Which lines to output? The line containing "tracing_subscriber::fmt()" and every line after it in the data below, each copied exactly.

---- Exercise material

//! Tracing subscriber setup shared by both binaries.

use crate::util::console::Verbosity;

/// Install a stderr `fmt` subscriber. `RUST_LOG` overrides the verbosity-derived level.
pub fn init(verbosity: Verbosity) {
    tracing_subscriber::fmt()
        .with_env_filter(
            tracing_subscriber::EnvFilter::try_from_default_env()
                .unwrap_or_else(|_| tracing_subscriber::EnvFilter::new(verbosity.log_filter())),
        )
        .with_writer(std::io::stderr)
        .with_target(false)
        .init();
}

--------

### Reply:
    tracing_subscriber::fmt()
        .with_env_filter(
            tracing_subscriber::EnvFilter::try_from_default_env()
                .unwrap_or_else(|_| tracing_subscriber::EnvFilter::new(verbosity.log_filter())),
        )
        .with_writer(std::io::stderr)
        .with_target(false)
        .init();
}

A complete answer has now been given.